During loading operations

  1. Each lift of logs should be hoisted aboard the ship in close proximity to the ship to minimise any potential swinging of the lift.
  2. The possibility of damage to the ship and the safety of those who work in the cargo spaces should be considered. The logs should not be swinging when lowered into the space. The hatch coaming should be used, as necessary, to eliminate any swinging of the logs by gently resting the load against the inside of the coaming, or on it, prior to lowering.
  3. The logs should be stowed compactly, thereby eliminating as many voids as is practicable. The amount and the vertical centre of gravity of the logs stowed under deck will govern the amount of cargo that can be safely stowed on deck.In considering this principle, the heaviest logs should be loaded first into the cargo spaces.
  4. Logs should generally be stowed compactly in a fore-and-aft direction, with the longer lengths towards the forward and aft areas of the space. If there is a void in the space between the fore and aft lengths it should be filled with logs stowed athwartships so as to fill in the void across the breadth of the spaces as completely as the length of the logs permits.
  5. Where the logs in the spaces can only be stowed fore-and-aft in one length, any remaining void forward or aft should be filled with logs stowed athwartships so as to fill in the void across the breadth of the space as completely as the length of the logs permits.
  6. Athwartship voids should be filled tier by tier as loading progresses.
  7. Butt ends of the logs should be alternately reversed to achieve a more level stowage, except where excess sheer on the inner bottom is encountered.
  8. Extreme pyramiding of logs should be avoided to the greatest extent possible. If the breadth of the space is greater than the breadth of the hatch opening, pyramiding may be avoided by sliding fore-and-aft loaded logs into the ends of the port and starboard sides of the space. This sliding of logs into the ends of the port and starboard sides of the space should commence early in the loading process (after reaching a height of approximately 2 m above the inner bottom) and should continue throughout the loading process.
  9. It may be necessary to use loose tackle to manoeuvre heavy logs into the under- deck areas clear of the hatchways. Blocks, purchases and other loose tackle should be attached to suitably reinforced fixtures such as eyebolts or padeyes to be welded on for this purpose.
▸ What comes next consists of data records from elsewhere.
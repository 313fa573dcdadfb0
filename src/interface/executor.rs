use tokio::sync::mpsc::UnboundedReceiver;

use crate::{FetchPolicy, Query, WatchEvent};

/// A trait for executing and watching GraphQL queries.
#[cfg_attr(test, mockall::automock)]
pub trait QueryExecutor: Sync + Send {
    /// Starts watching a query with the given fetch policy.
    ///
    /// The watch keeps emitting events until the returned receiver is dropped.
    fn watch(&self, query: &Query, fetch_policy: FetchPolicy) -> UnboundedReceiver<WatchEvent>;
}
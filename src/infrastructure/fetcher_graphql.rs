use std::collections::HashMap;

use anyhow::anyhow;
use gql_client::{Client, GraphQLError};
use log::{debug, error};
use serde_json::Value;

use crate::{FetcherRateLimit, NetworkFetcher, NetworkResponse, Query, QueryError, StdResult};

/// The GraphQL production endpoint for GitHub.
pub const GITHUB_GRAPHQL_ENDPOINT: &str = "https://api.github.com/graphql";

impl From<GraphQLError> for QueryError {
    fn from(error: GraphQLError) -> Self {
        let message = error.message().to_string();
        match message.contains("Failed to parse response") {
            true => QueryError::Parse(message),
            false => QueryError::Remote(message),
        }
    }
}

/// Fetches query results from a GraphQL API.
pub struct GraphQlFetcher {
    client: Client,
}

impl GraphQlFetcher {
    /// Creates a new `GraphQlFetcher` instance authenticated with the given API token.
    pub fn try_new(endpoint: &str, api_token: &str) -> StdResult<Self> {
        if api_token.trim().is_empty() {
            return Err(anyhow!("Missing GitHub API token"));
        }
        let bearer_token = format!("Bearer {}", api_token);
        let mut headers = HashMap::from([("User-Agent", "gql-client")]);
        headers.insert("Authorization", &bearer_token);
        let client = Client::new_with_headers(endpoint, headers);

        Ok(Self { client })
    }

    fn parse_rate_limit(data: &Value) -> Result<Option<FetcherRateLimit>, QueryError> {
        match data.get("rateLimit") {
            None | Some(Value::Null) => Ok(None),
            Some(rate_limit) => serde_json::from_value(rate_limit.to_owned())
                .map(Some)
                .map_err(|e| QueryError::Parse(format!("Invalid rate limit: {e}"))),
        }
    }
}

#[async_trait::async_trait]
impl NetworkFetcher for GraphQlFetcher {
    async fn fetch(&self, query: &Query) -> StdResult<NetworkResponse> {
        debug!("Sending GraphQL operation {}", query.operation_name());
        let data = self
            .client
            .query_with_vars_unwrap::<Value, Value>(query.document(), query.variables()?)
            .await
            .map_err(QueryError::from);
        if let Err(QueryError::Parse(e)) = &data {
            error!("Failed to parse GraphQL response: {}", e);
        }
        let data = data?;
        let rate_limit = Self::parse_rate_limit(&data)?;

        Ok(NetworkResponse::new(data, rate_limit))
    }
}

#[cfg(test)]
mod tests {
    use httpmock::MockServer;
    use serde_json::json;

    use crate::{OrderDirection, RepositoriesQuery, RepositoryCommitsQuery, RepositoryOrderField};

    use super::*;

    fn repositories_query() -> Query {
        Query::from(RepositoriesQuery::new(
            50,
            RepositoryOrderField::UpdatedAt,
            OrderDirection::Desc,
        ))
    }

    fn mock_json_value() -> Value {
        json!({
            "data": {
                "viewer": {
                    "repositories": {
                        "nodes": [
                            { "id": "R_1", "name": "repository-1", "description": null },
                            { "id": "R_2", "name": "repository-2", "description": "second" }
                        ]
                    }
                },
                "rateLimit": {
                    "limit": 5000,
                    "cost": 1,
                    "remaining": 4999,
                    "resetAt": "2025-01-01T00:00:00Z"
                }
            }
        })
    }

    #[test]
    fn try_new_fails_without_token() {
        let result = GraphQlFetcher::try_new(GITHUB_GRAPHQL_ENDPOINT, " ");

        assert!(result.is_err());
    }

    #[tokio::test]
    async fn fetch_returns_data_and_rate_limit() {
        let server = MockServer::start();
        let mock = server.mock(|when, then| {
            when.method("POST")
                .path("/")
                .header("Authorization", "Bearer credentials")
                .body_contains("GithubRepositories")
                .body_contains("UPDATED_AT");
            then.status(200)
                .header("Content-Type", "application/json")
                .json_body(mock_json_value());
        });
        let fetcher = GraphQlFetcher::try_new(&server.url("/"), "credentials").unwrap();

        let response = fetcher.fetch(&repositories_query()).await.unwrap();

        mock.assert();
        assert_eq!(&mock_json_value()["data"], response.data());
        assert_eq!(Some(&FetcherRateLimit::dummy()), response.rate_limit());
    }

    #[tokio::test]
    async fn fetch_without_rate_limit() {
        let server = MockServer::start();
        let mock = server.mock(|when, then| {
            when.method("POST").path("/").body_contains("GithubRepositoryCommits");
            then.status(200)
                .header("Content-Type", "application/json")
                .json_body(json!({ "data": { "viewer": { "repository": null } } }));
        });
        let fetcher = GraphQlFetcher::try_new(&server.url("/"), "credentials").unwrap();

        let response = fetcher
            .fetch(&Query::from(RepositoryCommitsQuery::new("octokit")))
            .await
            .unwrap();

        mock.assert();
        assert_eq!(None, response.rate_limit());
    }

    #[tokio::test]
    async fn fetch_fails_on_graphql_errors() {
        let server = MockServer::start();
        let mock = server.mock(|when, then| {
            when.method("POST").path("/");
            then.status(200)
                .header("Content-Type", "application/json")
                .json_body(json!({
                    "data": null,
                    "errors": [{ "message": "Could not resolve to a Repository" }]
                }));
        });
        let fetcher = GraphQlFetcher::try_new(&server.url("/"), "credentials").unwrap();

        fetcher
            .fetch(&repositories_query())
            .await
            .expect_err("Expected a remote error");
        mock.assert();
    }

    #[tokio::test]
    async fn fetch_fails_with_parse_error_on_invalid_body() {
        let server = MockServer::start();
        let mock = server.mock(|when, then| {
            when.method("POST").path("/");
            then.status(502).body("Bad gateway");
        });
        let fetcher = GraphQlFetcher::try_new(&server.url("/"), "credentials").unwrap();

        let error = fetcher
            .fetch(&repositories_query())
            .await
            .expect_err("Expected a parse error");

        mock.assert();
        assert!(matches!(
            error.downcast_ref::<QueryError>(),
            Some(QueryError::Parse(_))
        ));
    }
}
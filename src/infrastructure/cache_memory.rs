use std::collections::HashMap;

use serde_json::Value;
use tokio::sync::{RwLock, broadcast};

use crate::Query;

const CHANGES_CHANNEL_CAPACITY: usize = 256;

/// An in-memory cache of query results, keyed by query descriptor.
#[derive(Debug)]
pub struct MemoryResponseCache {
    /// The cached `data` sections
    entries: RwLock<HashMap<Query, Value>>,

    /// Notifies the queries whose cached entry changed
    changes: broadcast::Sender<Query>,
}

impl MemoryResponseCache {
    /// Creates a new empty `MemoryResponseCache`.
    pub fn new() -> Self {
        let (changes, _) = broadcast::channel(CHANGES_CHANNEL_CAPACITY);

        Self {
            entries: RwLock::new(HashMap::new()),
            changes,
        }
    }

    /// Retrieves the cached data of a query.
    pub async fn get(&self, query: &Query) -> Option<Value> {
        let entries = self.entries.read().await;
        (*entries).get(query).cloned()
    }

    /// Stores the data of a query and notifies watchers if the entry changed.
    pub async fn put(&self, query: Query, data: Value) -> bool {
        let changed = {
            let mut entries = self.entries.write().await;
            match (*entries).get(&query) {
                Some(cached) if *cached == data => false,
                _ => {
                    (*entries).insert(query.clone(), data);
                    true
                }
            }
        };
        if changed {
            let _ = self.changes.send(query);
        }

        changed
    }

    /// Removes the cached data of a query.
    pub async fn remove(&self, query: &Query) -> Option<Value> {
        let mut entries = self.entries.write().await;
        (*entries).remove(query)
    }

    /// Removes all cached data.
    pub async fn clear(&self) {
        let mut entries = self.entries.write().await;
        (*entries).clear();
    }

    /// Retrieves the number of cached queries.
    pub async fn len(&self) -> usize {
        let entries = self.entries.read().await;
        (*entries).len()
    }

    /// Whether no query is cached.
    pub async fn is_empty(&self) -> bool {
        let entries = self.entries.read().await;
        (*entries).is_empty()
    }

    /// Subscribes to the queries whose cached entry changes from now on.
    pub fn subscribe_changes(&self) -> broadcast::Receiver<Query> {
        self.changes.subscribe()
    }
}

impl Default for MemoryResponseCache {
    fn default() -> Self {
        Self::new()
    }
}
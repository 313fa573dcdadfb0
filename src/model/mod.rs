mod entities;
mod error;
mod query;
mod response;
mod sink;

pub use entities::*;
pub use error::*;
pub use query::*;
pub use response::*;
pub use sink::*;
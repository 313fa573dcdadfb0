use std::{sync::Arc, time::Duration};

use clap::{Parser, Subcommand};
use log::{debug, info, warn};
use tokio::{sync::broadcast::error::RecvError, task::JoinHandle};

use github_query_watcher::{
    DataSinks, FetcherRateLimitEnforcer, FetcherRetrier, GITHUB_GRAPHQL_ENDPOINT,
    GitHubDataSource, GraphQlFetcher, MemoryResponseCache, StdResult, WatcherDataSource,
    WatchingQueryExecutor,
};

/// Command line arguments for the GitHub query watcher
#[derive(Parser, Debug)]
#[command(version)]
struct Args {
    /// What to fetch
    #[command(subcommand)]
    command: Command,

    /// GraphQL endpoint
    #[arg(short, long, default_value = GITHUB_GRAPHQL_ENDPOINT)]
    endpoint: String,

    /// GitHub API token
    #[arg(long, env = "GITHUB_API_TOKEN", hide_env_values = true)]
    github_api_token: String,

    /// Maximum number of attempts per network request
    #[arg(long, default_value_t = 3)]
    max_retries: u32,

    /// Base delay of the exponential backoff between attempts, in milliseconds
    #[arg(long, default_value_t = 500)]
    retry_base_delay_ms: u64,

    /// Number of values buffered per subscriber
    #[arg(long, default_value_t = 64)]
    sink_capacity: usize,

    /// How long to keep watching before cancelling, in seconds
    #[arg(short, long, default_value_t = 10)]
    watch_duration_secs: u64,
}

#[derive(Subcommand, Debug)]
enum Command {
    /// Fetch the repositories of the authenticated user
    Repositories,

    /// Fetch the detail of a repository
    Detail {
        /// Repository name
        name: String,
    },

    /// Fetch the default branch commits of a repository
    Commits {
        /// Repository name
        name: String,
    },
}

#[tokio::main]
async fn main() -> StdResult<()> {
    env_logger::init();
    let args = Args::parse();
    debug!("Command: {:?}", args.command);

    let data_source = build_data_source(&args)?;
    let printers = spawn_printers(data_source.as_ref());
    match &args.command {
        Command::Repositories => data_source.fetch_repositories(),
        Command::Detail { name } => data_source.fetch_repository_detail(name),
        Command::Commits { name } => data_source.fetch_commits(name),
    }

    tokio::select! {
        _ = tokio::time::sleep(Duration::from_secs(args.watch_duration_secs)) => {
            info!("Watch duration elapsed");
        }
        _ = tokio::signal::ctrl_c() => {
            warn!("Interrupted");
        }
    }
    data_source.cancel_fetching();
    for printer in printers {
        printer.abort();
    }

    Ok(())
}

fn build_data_source(args: &Args) -> StdResult<Arc<dyn GitHubDataSource>> {
    let fetcher = Arc::new(FetcherRateLimitEnforcer::new(Arc::new(FetcherRetrier::new(
        Arc::new(GraphQlFetcher::try_new(
            &args.endpoint,
            &args.github_api_token,
        )?),
        args.max_retries,
        Duration::from_millis(args.retry_base_delay_ms),
    ))));
    let executor = Arc::new(WatchingQueryExecutor::try_new(
        fetcher,
        Arc::new(MemoryResponseCache::new()),
    )?);

    Ok(Arc::new(WatcherDataSource::try_new(
        executor,
        DataSinks::new(args.sink_capacity),
    )?))
}

fn spawn_printers(data_source: &dyn GitHubDataSource) -> Vec<JoinHandle<()>> {
    let mut repositories = data_source.subscribe_repositories();
    let mut repository_detail = data_source.subscribe_repository_detail();
    let mut commits = data_source.subscribe_commits();
    let mut errors = data_source.subscribe_errors();

    vec![
        tokio::spawn(async move {
            loop {
                match repositories.recv().await {
                    Ok(repositories) => {
                        println!("{} repositories", repositories.len());
                        for repository in repositories {
                            println!("  {repository}");
                        }
                    }
                    Err(RecvError::Lagged(total_skipped)) => {
                        warn!("Skipped {total_skipped} repositories emissions")
                    }
                    Err(RecvError::Closed) => break,
                }
            }
        }),
        tokio::spawn(async move {
            loop {
                match repository_detail.recv().await {
                    Ok(detail) => println!("{detail}"),
                    Err(RecvError::Lagged(total_skipped)) => {
                        warn!("Skipped {total_skipped} repository detail emissions")
                    }
                    Err(RecvError::Closed) => break,
                }
            }
        }),
        tokio::spawn(async move {
            loop {
                match commits.recv().await {
                    Ok(commits) => {
                        println!("{} commits", commits.len());
                        for commit in commits {
                            println!("  {commit}");
                        }
                    }
                    Err(RecvError::Lagged(total_skipped)) => {
                        warn!("Skipped {total_skipped} commits emissions")
                    }
                    Err(RecvError::Closed) => break,
                }
            }
        }),
        tokio::spawn(async move {
            loop {
                match errors.recv().await {
                    Ok(failure) => eprintln!("Error: {failure}"),
                    Err(RecvError::Lagged(total_skipped)) => {
                        warn!("Skipped {total_skipped} error emissions")
                    }
                    Err(RecvError::Closed) => break,
                }
            }
        }),
    ]
}
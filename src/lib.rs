mod infrastructure;
mod interface;
mod model;

pub use infrastructure::*;
pub use interface::*;
pub use model::*;
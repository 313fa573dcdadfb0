use std::{
    collections::HashMap,
    sync::{Arc, Mutex, PoisonError},
};

use anyhow::Context;
use log::{debug, error, info, warn};
use serde::de::DeserializeOwned;
use tokio::{runtime::Handle, sync::broadcast::Receiver, task::JoinHandle};

use crate::{
    CommitEdge, DataSinks, FetchPolicy, GitHubDataSource, OrderDirection, PullRequestState, Query,
    QueryError, QueryExecutor, QueryFailure, RepositoriesData, RepositoriesQuery,
    RepositoryCommitsData, RepositoryCommitsQuery, RepositoryDetailData, RepositoryDetailQuery,
    RepositoryOrderField, RepositorySummary, Sink, StdResult, WatchEvent,
};

const LOG_TAG: &str = "WatcherDataSource";

/// The number of repositories requested by `fetch_repositories`.
pub const REPOSITORIES_COUNT: u16 = 50;

/// A running watch: the task consuming the events of a query, and its active flag.
///
/// The flag is checked under its lock before every event is handled, so once
/// `cancel` returns no event of this watch is handled anymore.
struct Watch {
    is_active: Arc<Mutex<bool>>,
    handle: JoinHandle<()>,
}

impl Watch {
    fn cancel(self) {
        *self.is_active.lock().unwrap_or_else(PoisonError::into_inner) = false;
        self.handle.abort();
    }
}

/// A GitHub data source that watches its queries with a cache and network fetch policy.
///
/// Every fetch registers a watch that keeps publishing to the sinks until it is
/// superseded by a fetch of the same query, or until `cancel_fetching` is called.
/// Watches run on the tokio runtime the data source was created in.
pub struct WatcherDataSource {
    executor: Arc<dyn QueryExecutor>,
    sinks: DataSinks,
    watches: Mutex<HashMap<Query, Watch>>,
    runtime: Handle,
}

impl WatcherDataSource {
    /// Creates a new `WatcherDataSource` instance publishing to the given sinks,
    /// bound to the current tokio runtime.
    pub fn try_new(executor: Arc<dyn QueryExecutor>, sinks: DataSinks) -> StdResult<Self> {
        let runtime = Handle::try_current()
            .with_context(|| "WatcherDataSource must be created within a tokio runtime")?;

        Ok(Self {
            executor,
            sinks,
            watches: Mutex::new(HashMap::new()),
            runtime,
        })
    }

    /// Retrieves the number of watches still registered.
    pub fn total_active_watches(&self) -> usize {
        let watches = self.watches.lock().unwrap_or_else(PoisonError::into_inner);
        (*watches)
            .values()
            .filter(|watch| !watch.handle.is_finished())
            .count()
    }

    /// Builds the handler of the events of a watch.
    ///
    /// Responses are decoded to `T` and handed to `on_response`, failures go to the error sink.
    fn create_callback<T, F>(
        errors: Sink<QueryFailure>,
        operation: &'static str,
        on_response: F,
    ) -> impl FnMut(WatchEvent) + Send + 'static
    where
        T: DeserializeOwned + 'static,
        F: Fn(T) + Send + 'static,
    {
        move |event| match event {
            WatchEvent::Response(response) => {
                let origin = match response.is_from_cache() {
                    true => "cache",
                    false => "network",
                };
                debug!("[{LOG_TAG}] {operation} response from {origin}");
                match serde_json::from_value::<T>(response.into_data()) {
                    Ok(data) => on_response(data),
                    Err(e) => {
                        error!("[{LOG_TAG}] Failed to decode {operation} response: {e}");
                        errors.emit(QueryFailure::new(
                            operation,
                            QueryError::Parse(e.to_string()),
                        ));
                    }
                }
            }
            WatchEvent::Failure(e) => {
                warn!("[{LOG_TAG}] {operation} failed: {e}");
                errors.emit(QueryFailure::new(operation, e));
            }
            WatchEvent::Status(status) => {
                debug!("[{LOG_TAG}] Status event: {status}");
            }
        }
    }

    fn enqueue_and_watch<C>(&self, query: Query, mut callback: C)
    where
        C: FnMut(WatchEvent) + Send + 'static,
    {
        let mut events = self.executor.watch(&query, FetchPolicy::CacheAndNetwork);
        let is_active = Arc::new(Mutex::new(true));
        let handle = self.runtime.spawn({
            let is_active = is_active.clone();
            async move {
                while let Some(event) = events.recv().await {
                    let active = is_active.lock().unwrap_or_else(PoisonError::into_inner);
                    if !*active {
                        break;
                    }
                    callback(event);
                }
            }
        });

        let mut watches = self.watches.lock().unwrap_or_else(PoisonError::into_inner);
        if let Some(previous_watch) = (*watches).insert(query, Watch { is_active, handle }) {
            previous_watch.cancel();
        }
    }

    fn cancel_watches(&self) -> usize {
        let mut watches = self.watches.lock().unwrap_or_else(PoisonError::into_inner);
        let total_watches = (*watches).len();
        for (_, watch) in (*watches).drain() {
            watch.cancel();
        }

        total_watches
    }
}

impl GitHubDataSource for WatcherDataSource {
    fn fetch_repositories(&self) {
        let query = RepositoriesQuery::new(
            REPOSITORIES_COUNT,
            RepositoryOrderField::UpdatedAt,
            OrderDirection::Desc,
        );
        info!("[{LOG_TAG}] Fetching {query}");
        let repositories = self.sinks.repositories.clone();
        let callback = Self::create_callback(
            self.sinks.errors.clone(),
            "GithubRepositories",
            move |data: RepositoriesData| {
                repositories.emit(data.into_summaries());
            },
        );

        self.enqueue_and_watch(query.into(), callback);
    }

    fn fetch_repository_detail(&self, repository_name: &str) {
        let query = RepositoryDetailQuery::new(repository_name, vec![PullRequestState::Open]);
        info!("[{LOG_TAG}] Fetching {query}");
        let repository_detail = self.sinks.repository_detail.clone();
        let callback = Self::create_callback(
            self.sinks.errors.clone(),
            "GithubRepositoryDetail",
            move |data: RepositoryDetailData| {
                repository_detail.emit(data);
            },
        );

        self.enqueue_and_watch(query.into(), callback);
    }

    fn fetch_commits(&self, repository_name: &str) {
        let query = RepositoryCommitsQuery::new(repository_name);
        info!("[{LOG_TAG}] Fetching {query}");
        let commits = self.sinks.commits.clone();
        let callback = Self::create_callback(
            self.sinks.errors.clone(),
            "GithubRepositoryCommits",
            move |data: RepositoryCommitsData| {
                commits.emit(data.into_commit_edges());
            },
        );

        self.enqueue_and_watch(query.into(), callback);
    }

    fn cancel_fetching(&self) {
        let total_watches = self.cancel_watches();
        info!("[{LOG_TAG}] Cancelled {total_watches} watches");
    }

    fn subscribe_repositories(&self) -> Receiver<Vec<RepositorySummary>> {
        self.sinks.repositories.subscribe()
    }

    fn subscribe_repository_detail(&self) -> Receiver<RepositoryDetailData> {
        self.sinks.repository_detail.subscribe()
    }

    fn subscribe_commits(&self) -> Receiver<Vec<CommitEdge>> {
        self.sinks.commits.subscribe()
    }

    fn subscribe_errors(&self) -> Receiver<QueryFailure> {
        self.sinks.errors.subscribe()
    }
}

impl Drop for WatcherDataSource {
    fn drop(&mut self) {
        self.cancel_watches();
    }
}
However, if this procedure is followed, care should be taken to avoid overloading the gear.
  10. A careful watch by ship’s personnel should be maintained throughout the loading to ensure no structural damage occurs. Any damage which affects the seaworthinessof the ship should be repaired.
  11. When the logs are stowed to a height of about 1 m below the forward or aft athwartship hatch coaming, the size of the lift of logs should be reduced to facilitate stowing of the remaining area; and
  12. Logs in the hatch coaming area should be stowed as compactly as possible to maximum capacity.

 After loading

The ship should be thoroughly examined to ascertain its structural condition. Bilges should be sounded to verify the ship’s watertight integrity.